As for the government-contract problem: Aspect was counting on two multimillion-dollar federal contracts to be finalized this quarter, but they were delayed. One was inked just after the close of the second quarter, and the other is now expected to be finalized in the fourth quarter. Management says several other multimillion-dollar contracts could be signed within the year.
Shifting Gears
The third issue - a faster-than-expected decline in hardware sales - doesn't seem especially frightening either. In the last 18 months, the company has refashioned itself from a hardware company into a software company. Previously, Aspect bundled lots of proprietary software with its hardware and sold it for a flat fee. But the company realized that the real value lay in its software. Now, it makes clients pay for each piece of software but cuts them a deal on the price of the hardware sold along with it.
The upshot: The speedier-than-anticipated sales drop isn't necessarily a negative. "If Aspect announced that its only problem was lower hardware sales," posits Reg King, an analyst at Chase H&Q, "we would have viewed it as a good thing, and shares would have increased. It would have meant that they were shifting their focus toward software faster."
Now, consider the CRM market. Aspect is an unquestioned leader in electronic CRM (ECRM), the fastest-growing segment of a fast-growing market. After the earnings warning, King lowered his 2000 revenue expectations to $583 million from $647 million. "Even if Aspect falls $200 million short - which it won't - it would still be larger than its next three biggest competitors combined," he says.
Moreover, Aspect, unlike its direct rivals - which include Kana Communications (KANA), Apropos Technology (APRS), Interactive Intelligence (ININ) and eGain Communications (EGAN) - has a history of profitability. (Such larger companies as Siebel Systems (SEBL), Lucent Technologies (LU), Nortel Networks (NT) and Cisco Systems (CSCO) are also in the CRM market and earn profits, but they don't compete directly with Aspect's new portal products.) Even though Aspect will slip back into the red the rest of this year, analysts believe its troubles will be short-lived. And whereas Kana trades at more than 100 times next year's sales, Aspect, already at a discount before the sell-off, is now trading at about two times next year's sales.
Rock On
So, at Friday's price of $22.56, Aspect sure looks undervalued. "I think it's a great opportunity," says Herbert Tinger, an analyst at First Albany. "Barring some sort of ultimate calamity, I don't see why this stock would go down much from here." Aspect's problems are company-specific rather than industry-wide, he adds, "and it has addressed them quickly."

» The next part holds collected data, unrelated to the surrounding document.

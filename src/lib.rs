//! Weak Cache - An in-process cache that forgets what nobody else remembers
//!
//! Entries are reclaimed when their value is dropped by every other owner,
//! when their TTL elapses, or when LRU eviction makes room under a size bound.

pub mod cache;
pub mod config;
pub mod error;
mod tasks;

pub use cache::{CacheKey, CacheStats, KeyKind, ObjectKey, Token, TtlInfo, UnregisterToken, WeakCache};
pub use config::Config;
pub use error::{CacheError, Result};
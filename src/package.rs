//! Materialized packages.
//!
//! A package is one definition at one version with at most one variant,
//! the unit placed in the dependency graph. Variant environ/command
//! overlay the definition's; requirements concatenate.

use crate::definition::Definition;
use crate::requirement::Requirement;
use crate::version::Version;
use std::collections::BTreeMap;
use std::path::PathBuf;
use std::sync::Arc;
use thiserror::Error;

#[derive(Debug, Error)]
pub enum PackageError {
    #[error("definition {name:?} has no variant at index {index}")]
    UnknownVariant { name: String, index: usize },
    #[error("definition {name:?} declares variants; one must be selected")]
    VariantRequired { name: String },
}

pub type Result<T> = std::result::Result<T, PackageError>;

#[derive(Debug, Clone)]
pub struct Package {
    qualified_identifier: String,
    namespace: Option<String>,
    name: String,
    variant_id: Option<String>,
    version: Version,
    environ: Vec<(String, String)>,
    command: BTreeMap<String, String>,
    requirements: Vec<Requirement>,
    conditions: Vec<Requirement>,
    install_location: Option<String>,
    install_root: Option<String>,
    definition: Arc<Definition>,
}

impl Package {
    /// `namespace::name[variant]==version`, optional elements omitted.
    pub fn qualified_identifier(&self) -> &str {
        &self.qualified_identifier
    }

    pub fn namespace(&self) -> Option<&str> {
        self.namespace.as_deref()
    }

    pub fn name(&self) -> &str {
        &self.name
    }

    /// `namespace::name` of the definition this package came from.
    pub fn definition_name(&self) -> String {
        self.definition.qualified_name()
    }

    pub fn variant_id(&self) -> Option<&str> {
        self.variant_id.as_deref()
    }

    pub fn version(&self) -> &Version {
        &self.version
    }

    pub fn environ(&self) -> &[(String, String)] {
        &self.environ
    }

    pub fn command(&self) -> &BTreeMap<String, String> {
        &self.command
    }

    pub fn requirements(&self) -> &[Requirement] {
        &self.requirements
    }

    pub fn conditions(&self) -> &[Requirement] {
        &self.conditions
    }

    /// Variant install-location wins over the definition's.
    pub fn install_location(&self) -> Option<&str> {
        self.install_location.as_deref()
    }

    pub fn install_root(&self) -> Option<&str> {
        self.install_root.as_deref()
    }

    pub fn definition(&self) -> &Arc<Definition> {
        &self.definition
    }

    pub fn satisfies(&self, requirement: &Requirement) -> bool {
        requirement.matches_parts(
            self.namespace.as_deref(),
            &self.name,
            self.variant_id.as_deref(),
            &self.version,
        )
    }
}

/// Materialize a package from a definition and an optional variant index.
/// Definitions with variants always require an index; the graph fans out
/// one node per variant before materializing.
pub fn materialize(definition: &Arc<Definition>, variant_index: Option<usize>) -> Result<Arc<Package>> {
    let variant = match variant_index {
        Some(index) => Some(definition.variants().get(index).ok_or_else(|| {
            PackageError::UnknownVariant {
                name: definition.qualified_name(),
                index,
            }
        })?),
        None => {
            if !definition.variants().is_empty() {
                return Err(PackageError::VariantRequired {
                    name: definition.qualified_name(),
                });
            }
            None
        }
    };

    // Last writer wins per key; variant entries override the definition's.
    let mut environ = definition.environ().to_vec();
    let mut command = definition.command().clone();
    let mut requirements = definition.requirements().to_vec();
    if let Some(variant) = variant {
        for (key, value) in &variant.environ {
            if let Some(existing) = environ.iter_mut().find(|(k, _)| k == key) {
                existing.1 = value.clone();
            } else {
                environ.push((key.clone(), value.clone()));
            }
        }
        for (key, value) in &variant.command {
            command.insert(key.clone(), value.clone());
        }
        requirements.extend(variant.requirements.iter().cloned());
    }

    let install_location = variant
        .and_then(|v| v.install_location.clone())
        .or_else(|| definition.install_location().map(str::to_string));

    let variant_id = variant.map(|v| v.identifier.clone());
    let qualified_identifier = qualify(
        definition.namespace(),
        definition.identifier(),
        variant_id.as_deref(),
        definition.version(),
    );

    Ok(Arc::new(Package {
        qualified_identifier,
        namespace: definition.namespace().map(str::to_string),
        name: definition.identifier().to_string(),
        variant_id,
        version: definition.version().clone(),
        environ,
        command,
        requirements,
        conditions: definition.conditions().to_vec(),
        install_location,
        install_root: definition.install_root().map(str::to_string),
        definition: Arc::clone(definition),
    }))
}

fn qualify(
    namespace: Option<&str>,
    name: &str,
    variant: Option<&str>,
    version: &Version,
) -> String {
    let mut identifier = String::new();
    if let Some(namespace) = namespace {
        identifier.push_str(namespace);
        identifier.push_str("::");
    }
    identifier.push_str(name);
    if let Some(variant) = variant {
        identifier.push('[');
        identifier.push_str(variant);
        identifier.push(']');
    }
    identifier.push_str("==");
    identifier.push_str(&version.to_string());
    identifier
}

/// Materialization cache keyed by `(definition file, variant index)`.
#[derive(Debug, Default)]
pub struct PackageCache {
    packages: BTreeMap<(PathBuf, Option<usize>), Arc<Package>>,
}

impl PackageCache {
    pub fn materialize(
        &mut self,
        definition: &Arc<Definition>,
        variant_index: Option<usize>,
    ) -> Result<Arc<Package>> {
        let key = (definition.definition_path().to_path_buf(), variant_index);
        if let Some(package) = self.packages.get(&key) {
            return Ok(Arc::clone(package));
        }
        let package = materialize(definition, variant_index)?;
        self.packages.insert(key, Arc::clone(&package));
        Ok(package)
    }
}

Not everyone, though, is persuaded the management problems are close to being solved. Edward Jackson, an analyst at US Bancorp Piper Jaffray, is still a bit cautious about the stock in the near term. But he thinks it's a great "value play" for a longer-term investor with a horizon of 12 to 18 months.
Chase H&Q's King, meanwhile, believes even the short-term picture is bright. "Aspect should never have been at $20. This is a good opportunity for investors to go in and buy shares at a very inexpensive price. We could easily see it move in the short term to $30 a share." If Aspect traded at even a 50% discount to its competitors' median 2001 revenue multiple, King calculates, it would be a $51 stock.
So Aspect seems to be a good stock these days. That's great. But would its CRM technology have helped Roshiba answer my cordless-phone questions? I don't know. Still, I would have liked the option of asking those questions over the Web - say, while downloading some vintage Stiff Little Fingers tunes from Napster. That would beat the Muzak version of "Light My Fire" any day.